La formation : que du bonus

Il n’existe actuellement ni diplôme ni certification reconnus officiellement. Pourtant, Mélanie Martin-Teyssere, vétérinaire et éducatrice canine dans le Puy-de-Dôme (63), en est convaincue, « il est important de passer par la formation si on ne veut pas desservir la médiation animale ». La cynothérapie demande en effet, outre une expertise dans le secteur de l’accompagnement social ou sanitaire, des compétences en comportement canin telles que le choix de l’animal et son éducation comme futur médiateur, l’anticipation des besoins spécifiques de matériels, la connaissance des règles à respecter en lien avec les animaux ou le repérage de la nervosité et des agacements de l’animal.
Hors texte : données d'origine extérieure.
//! Witness search: bounded Dijkstra used during contraction to decide
//! whether a shortcut is necessary. Scratch state (`dist`/`touched`) is
//! reused across calls and reset in O(touched), not O(N).
use std::cmp::Ordering;
use std::collections::BinaryHeap;

use crate::constants::Weight;
use crate::graph::NodeIndex;
use crate::overlay::OverlayStore;

#[derive(Debug)]
struct Candidate {
    node: NodeIndex,
    weight: Weight,
}

impl PartialEq for Candidate {
    fn eq(&self, other: &Self) -> bool {
        self.weight == other.weight
    }
}
impl Eq for Candidate {}
impl PartialOrd for Candidate {
    fn partial_cmp(&self, other: &Self) -> Option<Ordering> {
        Some(self.cmp(other))
    }
}
impl Ord for Candidate {
    fn cmp(&self, other: &Self) -> Ordering {
        other.weight.partial_cmp(&self.weight).unwrap_or(Ordering::Equal)
    }
}

pub(crate) struct WitnessSearch {
    dist: Vec<Weight>,
    touched: Vec<NodeIndex>,
    queue: BinaryHeap<Candidate>,
}

impl WitnessSearch {
    pub(crate) fn new(num_nodes: usize) -> Self {
        WitnessSearch {
            dist: vec![Weight::INFINITY; num_nodes],
            touched: Vec::new(),
            queue: BinaryHeap::new(),
        }
    }

    fn reset(&mut self) {
        for &v in &self.touched {
            self.dist[v.index()] = Weight::INFINITY;
        }
        self.touched.clear();
        self.queue.clear();
    }

    /// Returns true iff there is a path `s ⇝ t` in `overlay`'s outgoing
    /// arcs, of total weight `<= bound`, avoiding `forbidden` and every
    /// node marked in `is_contracted`.
    pub(crate) fn exists_path_within_bound(
        &mut self,
        overlay: &OverlayStore,
        is_contracted: &[bool],
        s: NodeIndex,
        t: NodeIndex,
        forbidden: NodeIndex,
        bound: Weight,
    ) -> bool {
        self.reset();

        if s == t {
            return true;
        }

        self.dist[s.index()] = 0.0;
        self.touched.push(s);
        self.queue.push(Candidate { node: s, weight: 0.0 });

        while let Some(Candidate { node, weight }) = self.queue.pop() {
            if weight > bound {
                return false;
            }
            if node == t {
                return true;
            }
            if weight > self.dist[node.index()] {
                continue;
            }

            for arc in overlay.outgoing(node) {
                if arc.neighbor == forbidden || is_contracted[arc.neighbor.index()] {
                    continue;
                }
                let nd = weight + arc.weight;
                if nd > bound {
                    continue;
                }
                if nd < self.dist[arc.neighbor.index()] {
                    if self.dist[arc.neighbor.index()].is_infinite() {
                        self.touched.push(arc.neighbor);
                    }
                    self.dist[arc.neighbor.index()] = nd;
                    self.queue.push(Candidate { node: arc.neighbor, weight: nd });
                }
            }
        }

        false
    }
}

#[cfg(test)]
mod tests {
    use super::*;
    use crate::graph::{node_index, Graph};

    #[test]
    fn finds_witness_within_bound() {
        // 0 -> 1 -> 2 (weight 2 total), 0 -> 2 direct (weight 5).
        let g = Graph::from_edges(3, &[
            (node_index(0), node_index(1), 1.0),
            (node_index(1), node_index(2), 1.0),
            (node_index(0), node_index(2), 5.0),
        ]);
        let overlay = OverlayStore::seed_from_graph(&g);
        let contracted = vec![false; 3];
        let mut ws = WitnessSearch::new(3);

        // forbid node 1: only the direct, more expensive edge remains.
        assert!(!ws.exists_path_within_bound(&overlay, &contracted, node_index(0), node_index(2), node_index(1), 2.0));
        assert!(ws.exists_path_within_bound(&overlay, &contracted, node_index(0), node_index(2), node_index(1), 5.0));

        // without forbidding anything, the cheap path through 1 is a witness.
        assert!(ws.exists_path_within_bound(&overlay, &contracted, node_index(0), node_index(2), node_index(99), 2.0));
    }

    #[test]
    fn source_equals_target_is_trivially_true() {
        let g = Graph::from_edges(1, &[]);
        let overlay = OverlayStore::seed_from_graph(&g);
        let contracted = vec![false; 1];
        let mut ws = WitnessSearch::new(1);
        assert!(ws.exists_path_within_bound(&overlay, &contracted, node_index(0), node_index(0), node_index(0), 0.0));
    }

    #[test]
    fn contracted_node_is_skipped_like_forbidden() {
        let g = Graph::from_edges(3, &[
            (node_index(0), node_index(1), 1.0),
            (node_index(1), node_index(2), 1.0),
        ]);
        let overlay = OverlayStore::seed_from_graph(&g);
        let mut contracted = vec![false; 3];
        contracted[1] = true;
        let mut ws = WitnessSearch::new(3);
        assert!(!ws.exists_path_within_bound(&overlay, &contracted, node_index(0), node_index(2), node_index(99), 10.0));
    }
}
//! High-resolution stopwatch. Misuse (stopping before starting, or reading
//! a result before stopping) is a programming defect, not a recoverable
//! error, so it's `assert!`, never `Result`.
use std::time::{Duration, Instant};

#[derive(Debug, Clone, Copy, PartialEq, Eq)]
enum State {
    Initial,
    Running,
    Finished,
}

#[derive(Debug)]
pub struct Timer {
    state: State,
    started_at: Option<Instant>,
    elapsed: Option<Duration>,
}

impl Timer {
    pub fn new() -> Self {
        Timer { state: State::Initial, started_at: None, elapsed: None }
    }

    /// Starts or restarts the timer. Only valid from `Initial` or `Finished`.
    pub fn start(&mut self) {
        assert!(
            matches!(self.state, State::Initial | State::Finished),
            "Timer::start called while already running"
        );
        self.state = State::Running;
        self.started_at = Some(Instant::now());
    }

    /// Stops the timer. Only valid while `Running`.
    pub fn stop(&mut self) {
        assert!(self.state == State::Running, "Timer::stop called without a matching start");
        let started_at = self.started_at.expect("started_at set whenever state is Running");
        self.elapsed = Some(Instant::now().duration_since(started_at));
        self.state = State::Finished;
    }

    /// The most recently completed interval, in milliseconds. Only valid
    /// once `Finished`.
    pub fn result_millis(&self) -> i64 {
        assert!(self.state == State::Finished, "Timer::result_millis called before stop");
        self.elapsed.expect("elapsed set whenever state is Finished").as_millis() as i64
    }
}

impl Default for Timer {
    fn default() -> Self {
        Self::new()
    }
}
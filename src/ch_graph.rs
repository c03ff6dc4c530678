//! CH graph builder: partitions the contracted overlay into the upward
//! (forward) and downward-reversed (backward) CSR graphs keyed by rank,
//! producing the `PreprocessedGraph` artifact queries run against. Builds
//! `forward_arcs`/`backward_arcs` via a prefix-sum bucket construction.
use std::path::Path;

use anyhow::Context;
use serde::{Deserialize, Serialize};

use crate::constants::Weight;
use crate::graph::NodeIndex;
use crate::overlay::OverlayStore;

/// One arc of the preprocessed graph: a neighbor, its weight, and the node
/// whose contraction introduced it (`None` for an original edge).
#[derive(Debug, Clone, Copy, PartialEq, Serialize, Deserialize)]
pub struct ChArc {
    pub to: NodeIndex,
    pub weight: Weight,
    pub mid: Option<NodeIndex>,
}

/// The immutable, read-only artifact produced once by preprocessing and
/// shared by every subsequent query: a rank permutation plus the upward
/// (`forward`) and downward-reversed (`backward`) CSR graphs.
#[derive(Debug, Serialize, Deserialize)]
pub struct PreprocessedGraph {
    ranks: Vec<usize>,
    forward_first_out: Vec<u32>,
    forward_arcs: Vec<ChArc>,
    backward_first_out: Vec<u32>,
    backward_arcs: Vec<ChArc>,
}

impl PreprocessedGraph {
    /// Builds the upward/downward CSRs from a fully-contracted overlay and
    /// its rank permutation. An arc `u -> v` becomes a forward arc at `u`
    /// when `rank[u] < rank[v]`, and a backward arc at `v` (pointing back
    /// to `u`) when `rank[u] > rank[v]`. Ranks are a permutation and the
    /// overlay never holds self-loops, so `rank[u] == rank[v]` cannot occur.
    pub(crate) fn build(overlay: &OverlayStore, ranks: Vec<usize>) -> Self {
        let n = overlay.num_nodes();
        assert_is_permutation(&ranks);

        let mut forward_counts = vec![0u32; n];
        let mut backward_counts = vec![0u32; n];

        for u in 0..n {
            for arc in overlay.outgoing(NodeIndex::new(u)) {
                let v = arc.neighbor.index();
                assert!(ranks[u] != ranks[v], "overlay arc between two nodes of equal rank");
                if ranks[u] < ranks[v] {
                    forward_counts[u] += 1;
                } else {
                    backward_counts[v] += 1;
                }
            }
        }

        let mut forward_first_out = vec![0u32; n + 1];
        let mut backward_first_out = vec![0u32; n + 1];
        for i in 0..n {
            forward_first_out[i + 1] = forward_first_out[i] + forward_counts[i];
            backward_first_out[i + 1] = backward_first_out[i] + backward_counts[i];
        }

        let filler = ChArc { to: NodeIndex::new(0), weight: 0.0, mid: None };
        let mut forward_arcs = vec![filler; forward_first_out[n] as usize];
        let mut backward_arcs = vec![filler; backward_first_out[n] as usize];
        let mut forward_cursor = forward_first_out.clone();
        let mut backward_cursor = backward_first_out.clone();

        for u in 0..n {
            for arc in overlay.outgoing(NodeIndex::new(u)) {
                let v = arc.neighbor.index();
                if ranks[u] < ranks[v] {
                    let pos = forward_cursor[u] as usize;
                    forward_arcs[pos] = ChArc { to: arc.neighbor, weight: arc.weight, mid: arc.mid };
                    forward_cursor[u] += 1;
                } else {
                    let pos = backward_cursor[v] as usize;
                    backward_arcs[pos] = ChArc { to: NodeIndex::new(u), weight: arc.weight, mid: arc.mid };
                    backward_cursor[v] += 1;
                }
            }
        }

        PreprocessedGraph {
            ranks,
            forward_first_out,
            forward_arcs,
            backward_first_out,
            backward_arcs,
        }
    }

    pub fn num_nodes(&self) -> usize {
        self.ranks.len()
    }

    pub fn rank(&self, v: NodeIndex) -> usize {
        self.ranks[v.index()]
    }

    /// Upward arcs from `v`: neighbors of strictly higher rank.
    pub fn forward(&self, v: NodeIndex) -> &[ChArc] {
        let s = self.forward_first_out[v.index()] as usize;
        let e = self.forward_first_out[v.index() + 1] as usize;
        &self.forward_arcs[s..e]
    }

    /// Downward-reversed arcs at `v`: neighbors of strictly higher rank
    /// that hold an arc back to `v` in the original overlay.
    pub fn backward(&self, v: NodeIndex) -> &[ChArc] {
        let s = self.backward_first_out[v.index()] as usize;
        let e = self.backward_first_out[v.index() + 1] as usize;
        &self.backward_arcs[s..e]
    }

    pub fn encode(&self, path: impl AsRef<Path>) -> anyhow::Result<()> {
        let mut file = std::fs::File::create(path.as_ref())
            .with_context(|| format!("creating {:?}", path.as_ref()))?;
        bincode::serde::encode_into_std_write(self, &mut file, bincode::config::standard())
            .context("encoding preprocessed graph")?;
        Ok(())
    }

    pub fn decode(path: impl AsRef<Path>) -> anyhow::Result<Self> {
        let file = std::fs::File::open(path.as_ref())
            .with_context(|| format!("opening {:?}", path.as_ref()))?;
        let mut reader = std::io::BufReader::new(file);
        bincode::serde::decode_from_std_read(&mut reader, bincode::config::standard())
            .context("decoding preprocessed graph")
    }
}

/// Internal invariant: `ranks` must be a permutation of `0..ranks.len()`.
/// A violation is a programming defect, so this asserts unconditionally
/// rather than only in debug builds.
fn assert_is_permutation(ranks: &[usize]) {
    let n = ranks.len();
    let mut seen = vec![false; n];
    for &r in ranks {
        assert!(r < n, "rank out of range: internal invariant violation");
        assert!(!seen[r], "duplicate rank: internal invariant violation");
        seen[r] = true;
    }
}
Si elle n’est pas obligatoire, la formation est malgré tout accessible à travers de très nombreux organismes. « À chacun de choisir celle qui lui parle le plus, même si le label Qualiopi est un indicateur intéressant de qualité », conseille Céline Courbet qui, pour sa part, est titulaire du diplôme universitaire RAMA (Relation d’aide par la médiation animale), enseigné à la faculté de médecine de Clermont-Ferrand. Un savoir qu’elle n’hésite pas à compléter en continuant de se documenter sur le comportement canin via des formations en ligne ou des lectures.

Info +

COMBIEN ÇA COÛTE ?

Introduire une activité de cynothérapie a un coût. La question doit d’autant plus être posée que le bien-être et la santé d’un animal sont en jeu. « Un chien, ça peut de fait “tomber en panne” et c’est souvent cette incertitude qui refroidit les directions lorsqu’il s’agit de financer un projet de ce type au sein d’un établissement », témoigne Laurent Arnaud, chef du pôle activités transversales au CH Esquirol de Limoges. Dans ce dernier, outre le salaire de l’IDE à temps plein financé par la structure depuis 2017, les frais de fonctionnement (entretien, frais vétérinaires, matériel) liés à la présence des trois chiens (l’un d’entre eux est à la charge de l’infirmière) s’élèvent à environ 3 600 euros par an. Pour les couvrir, l’hôpital a reçu une enveloppe de 3 000 euros en 2018, puis 9 000 euros pour la période 2020-2021 de la part de la fondation Adrienne et Pierre Sommer, très investie sur les actions de médiation animale. À savoir, la fondation lance chaque année un appel à projets pour soutenir de nouvelles initiatives.